Easter 2021 gets 'back to normal' for area churches
Last updated 3/30/2021 at 10:24pm
The masks have come off – some have in some places – and there will be no Easter services in parking lots in Orange County this year.
But expect a big celebration outside First Baptist Church of Orange. Members there have stuffed 12,000 plastic Easter eggs with candy, reports Josh Fults, the new pastor.
"We're having our first ever Saturday evening service at 5 p.m. with an Easter egg hunt after," he said. "Sunday, we're doing the same thing for two services, at 9:45 a.m. and 11 a.m."

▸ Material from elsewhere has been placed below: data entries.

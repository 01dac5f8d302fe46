//! Form payloads and validation for the five clinical form types.
//!
//! Each form type comes as a wire payload (`*Form`) that `validate()`s into
//! the record the store persists (`New*`). Validation checks required-field
//! presence, date parsing, and that obstetric counts are non-negative, and
//! reports every offending field at once.

use crate::ValidationError;
use chrono::{DateTime, NaiveDate, NaiveDateTime, NaiveTime, TimeZone, Utc};
use serde::{Deserialize, Serialize};

/// Parses the timestamp formats the mobile clients send: RFC 3339, a bare
/// datetime, or a bare date (taken as midnight UTC).
pub fn parse_datetime(value: &str) -> Option<DateTime<Utc>> {
    if let Ok(dt) = DateTime::parse_from_rfc3339(value) {
        return Some(dt.with_timezone(&Utc));
    }
    if let Ok(dt) = NaiveDateTime::parse_from_str(value, "%Y-%m-%dT%H:%M:%S") {
        return Some(Utc.from_utc_datetime(&dt));
    }
    if let Ok(d) = NaiveDate::parse_from_str(value, "%Y-%m-%d") {
        return Some(Utc.from_utc_datetime(&d.and_time(NaiveTime::MIN)));
    }
    None
}

/// Collects offending field names across a whole payload before failing.
struct FieldCheck {
    bad: Vec<String>,
}

impl FieldCheck {
    fn new() -> Self {
        Self { bad: Vec::new() }
    }

    fn require(&mut self, field: &str, value: &str) {
        if value.trim().is_empty() {
            self.bad.push(field.to_string());
        }
    }

    fn date(&mut self, field: &str, value: &str) -> Option<DateTime<Utc>> {
        match parse_datetime(value) {
            Some(dt) => Some(dt),
            None => {
                self.bad.push(field.to_string());
                None
            }
        }
    }

    fn count(&mut self, field: &str, value: i64) {
        if value < 0 {
            self.bad.push(field.to_string());
        }
    }

    fn finish(self) -> Result<(), ValidationError> {
        if self.bad.is_empty() {
            Ok(())
        } else {
            Err(ValidationError::new(self.bad))
        }
    }
}

#[derive(Debug, Clone, Serialize, Deserialize)]
pub struct FamilySurveyForm {
    pub household_id: String,
    pub members_list: String,
    pub sanitation: String,
    pub chronic_illnesses: String,
}

/// Validated household survey, ready to persist.
#[derive(Debug, Clone)]
pub struct NewFamilySurvey {
    pub household_id: String,
    pub members_list: String,
    pub sanitation: String,
    pub chronic_illnesses: String,
}

impl FamilySurveyForm {
    pub fn validate(self) -> Result<NewFamilySurvey, ValidationError> {
        let mut check = FieldCheck::new();
        check.require("household_id", &self.household_id);
        check.require("sanitation", &self.sanitation);
        check.finish()?;
        Ok(NewFamilySurvey {
            household_id: self.household_id,
            members_list: self.members_list,
            sanitation: self.sanitation,
            chronic_illnesses: self.chronic_illnesses,
        })
    }
}

#[derive(Debug, Clone, Serialize, Deserialize)]
pub struct PregnancyReportForm {
    pub lmp: String,
    pub edd: String,
    pub gravida: i64,
    pub para: i64,
    pub anc_checkups: String,
    pub risk_factors: String,
    pub patient_name: String,
    pub patient_phone: String,
}

#[derive(Debug, Clone)]
pub struct NewPregnancyReport {
    pub lmp: DateTime<Utc>,
    pub edd: DateTime<Utc>,
    pub gravida: i64,
    pub para: i64,
    pub anc_checkups: String,
    pub risk_factors: String,
    pub patient_name: String,
    pub patient_phone: String,
}

impl PregnancyReportForm {
    pub fn validate(self) -> Result<NewPregnancyReport, ValidationError> {
        let mut check = FieldCheck::new();
        let lmp = check.date("lmp", &self.lmp);
        let edd = check.date("edd", &self.edd);
        check.count("gravida", self.gravida);
        check.count("para", self.para);
        check.require("patient_name", &self.patient_name);
        check.require("patient_phone", &self.patient_phone);
        check.finish()?;
        let (Some(lmp), Some(edd)) = (lmp, edd) else {
            return Err(ValidationError::new(vec!["lmp".to_string(), "edd".to_string()]));
        };
        Ok(NewPregnancyReport {
            lmp,
            edd,
            gravida: self.gravida,
            para: self.para,
            anc_checkups: self.anc_checkups,
            risk_factors: self.risk_factors,
            patient_name: self.patient_name,
            patient_phone: self.patient_phone,
        })
    }
}

#[derive(Debug, Clone, Serialize, Deserialize)]
pub struct ChildVaccinationForm {
    pub child_name: String,
    pub child_dob: String,
    pub vaccine_schedule: String,
    pub missed_doses: String,
    pub next_due: String,
    pub parent_name: String,
    pub parent_phone: String,
}

#[derive(Debug, Clone)]
pub struct NewChildVaccination {
    pub child_name: String,
    pub child_dob: DateTime<Utc>,
    pub vaccine_schedule: String,
    pub missed_doses: String,
    pub next_due: DateTime<Utc>,
    pub parent_name: String,
    pub parent_phone: String,
}

impl ChildVaccinationForm {
    pub fn validate(self) -> Result<NewChildVaccination, ValidationError> {
        let mut check = FieldCheck::new();
        check.require("child_name", &self.child_name);
        let child_dob = check.date("child_dob", &self.child_dob);
        let next_due = check.date("next_due", &self.next_due);
        check.require("parent_name", &self.parent_name);
        check.finish()?;
        let (Some(child_dob), Some(next_due)) = (child_dob, next_due) else {
            return Err(ValidationError::new(vec![
                "child_dob".to_string(),
                "next_due".to_string(),
            ]));
        };
        Ok(NewChildVaccination {
            child_name: self.child_name,
            child_dob,
            vaccine_schedule: self.vaccine_schedule,
            missed_doses: self.missed_doses,
            next_due,
            parent_name: self.parent_name,
            parent_phone: self.parent_phone,
        })
    }
}

#[derive(Debug, Clone, Serialize, Deserialize)]
pub struct PostnatalCareForm {
    pub pnc_visits: String,
    pub mother_health: String,
    pub baby_health: String,
    pub counselling: String,
    pub mother_name: String,
    pub delivery_date: String,
}

#[derive(Debug, Clone)]
pub struct NewPostnatalCare {
    pub pnc_visits: String,
    pub mother_health: String,
    pub baby_health: String,
    pub counselling: String,
    pub mother_name: String,
    pub delivery_date: DateTime<Utc>,
}

impl PostnatalCareForm {
    pub fn validate(self) -> Result<NewPostnatalCare, ValidationError> {
        let mut check = FieldCheck::new();
        check.require("mother_name", &self.mother_name);
        let delivery_date = check.date("delivery_date", &self.delivery_date);
        check.finish()?;
        let Some(delivery_date) = delivery_date else {
            return Err(ValidationError::new(vec!["delivery_date".to_string()]));
        };
        Ok(NewPostnatalCare {
            pnc_visits: self.pnc_visits,
            mother_health: self.mother_health,
            baby_health: self.baby_health,
            counselling: self.counselling,
            mother_name: self.mother_name,
            delivery_date,
        })
    }
}

#[derive(Debug, Clone, Serialize, Deserialize)]
pub struct LeprosyReportForm {
    pub patient_name: String,
    pub leprosy_type: String,
    pub treatment: String,
    pub follow_ups: String,
    pub household_contacts: String,
}

#[derive(Debug, Clone)]
pub struct NewLeprosyReport {
    pub patient_name: String,
    pub leprosy_type: String,
    pub treatment: String,
    pub follow_ups: String,
    pub household_contacts: String,
}

impl LeprosyReportForm {
    pub fn validate(self) -> Result<NewLeprosyReport, ValidationError> {
        let mut check = FieldCheck::new();
        check.require("patient_name", &self.patient_name);
        check.require("leprosy_type", &self.leprosy_type);
        check.finish()?;
        Ok(NewLeprosyReport {
            patient_name: self.patient_name,
            leprosy_type: self.leprosy_type,
            treatment: self.treatment,
            follow_ups: self.follow_ups,
            household_contacts: self.household_contacts,
        })
    }
}

#[cfg(test)]
mod tests {
    use super::*;

    fn pregnancy_form() -> PregnancyReportForm {
        PregnancyReportForm {
            lmp: "2026-01-10".to_string(),
            edd: "2026-10-17T00:00:00Z".to_string(),
            gravida: 2,
            para: 1,
            anc_checkups: "[]".to_string(),
            risk_factors: "".to_string(),
            patient_name: "Sunita Devi".to_string(),
            patient_phone: "9876500001".to_string(),
        }
    }

    #[test]
    fn test_parse_datetime_formats() {
        assert!(parse_datetime("2026-03-01").is_some());
        assert!(parse_datetime("2026-03-01T10:30:00").is_some());
        assert!(parse_datetime("2026-03-01T10:30:00+05:30").is_some());
        assert!(parse_datetime("not-a-date").is_none());
        assert!(parse_datetime("").is_none());
    }

    #[test]
    fn test_pregnancy_form_validates() {
        let report = pregnancy_form().validate().expect("valid form");
        assert_eq!(report.gravida, 2);
        assert_eq!(report.lmp, parse_datetime("2026-01-10").unwrap());
    }

    #[test]
    fn test_pregnancy_form_collects_all_bad_fields() {
        let mut form = pregnancy_form();
        form.lmp = "never".to_string();
        form.gravida = -1;
        form.patient_name = "  ".to_string();
        let err = form.validate().expect_err("invalid form");
        assert_eq!(err.fields, vec!["lmp", "gravida", "patient_name"]);
    }

    #[test]
    fn test_family_survey_requires_household_id() {
        let form = FamilySurveyForm {
            household_id: "".to_string(),
            members_list: "[]".to_string(),
            sanitation: "improved".to_string(),
            chronic_illnesses: "".to_string(),
        };
        let err = form.validate().expect_err("invalid form");
        assert_eq!(err.fields, vec!["household_id"]);
    }

    #[test]
    fn test_vaccination_form_bad_dates() {
        let form = ChildVaccinationForm {
            child_name: "Ravi".to_string(),
            child_dob: "2025-13-40".to_string(),
            vaccine_schedule: "[]".to_string(),
            missed_doses: "".to_string(),
            next_due: "soon".to_string(),
            parent_name: "Lakshmi".to_string(),
            parent_phone: "9876500002".to_string(),
        };
        let err = form.validate().expect_err("invalid form");
        assert_eq!(err.fields, vec!["child_dob", "next_due"]);
    }
}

Special children's services will be held at the same time as the adult services," Fults said.
"Last year, because of COVID, most churches didn't get to have Easter celebrations. We're excited to kind of resume some normalcy, get people together and celebrate in person."
Easter, the most sacred of the Christian holidays, went mostly without group celebrations last year, just days after the declaration of a coronavirus.
First Baptist Church of Bridge City had a drive-in Easter service in its parking lot.
But the mask mandate has been lifted in Texas and active cases have decreased. Vaccines are available to everyone who wants one.
Most area churches have been holding in-person services for months, with members slowly coming back.
"We've found the more people get vaccinated, the more are coming," said Ryan Chandler, pastor at Trinity Baptist in Orange. "Even those who choose not to get vaccinated are feeling more comfortable about coming.
"We were down about 70 percent in attendance most of the summer [of 2020]. Now, counting people who watch us live online, we're probably up to 60 percent of where we were before the pandemic."
Cowboy Church of Orange County will host an Easter Sunrise Service at 7 a.m. Sunday, outside "At The Crosses," and a 10:30 a.m. Worship Service and Childrens Church, with Cowboy gospel music live by the Cowboy Cross Band.
The church's ad says "Boots and Hats Welcome, but never required."
Masks are requested at a number of area churches, but few require them.
"We've been indoors since the end of May," said Karen Bodin, church secretary at St. Henry Catholic in Bridge City. "The only thing is social distancing, wearing masks and sanitizing.
"Everything else is getting back to normal with 6-foot distance. We have less than the attendance we used to have, but a lot of our parishioners still aren't coming back.
"We have a lot of older, more vulnerable parishioners."
Palm Sunday was a big celebration last week at North Orange Baptist Church.
"A large number came and it was a special day for family and children," said the church secretary.
Like most area churches, NOBC streams its services online. Because of damages from Hurricane Laura, the in-person services are being held in the Christian Life Center, not in the Worship Center.
"We're not limiting attendance," the woman said. "There's some distancing and it's people's choice if they wear masks."
Pastor Keith Royal, who hosted the drive-in service at First Baptist Bridge City last year, said, "It's just going to be a normal Easter" with a 10:30 a.m. service. "People are really starting to come back as the vaccine has rolled out. It'll be special in that regard."
Asked about the unusual circumstance of last year, when members remained in their autos and listened to music and scripture projected out to them from the church's bus barn, Royal said, "That was weird, but it was kind of special. I'm glad we did it."
Chandler, the Trinity Baptist pastor, pointed out the pandemic had pushed the church to innovate.
"COVID is bad, but it's an opportunity. We updated technology, figured out online services," he said.
"It also challenged our people to look around and ask, 'What is church?' It's not a building but wherever people gather to worship."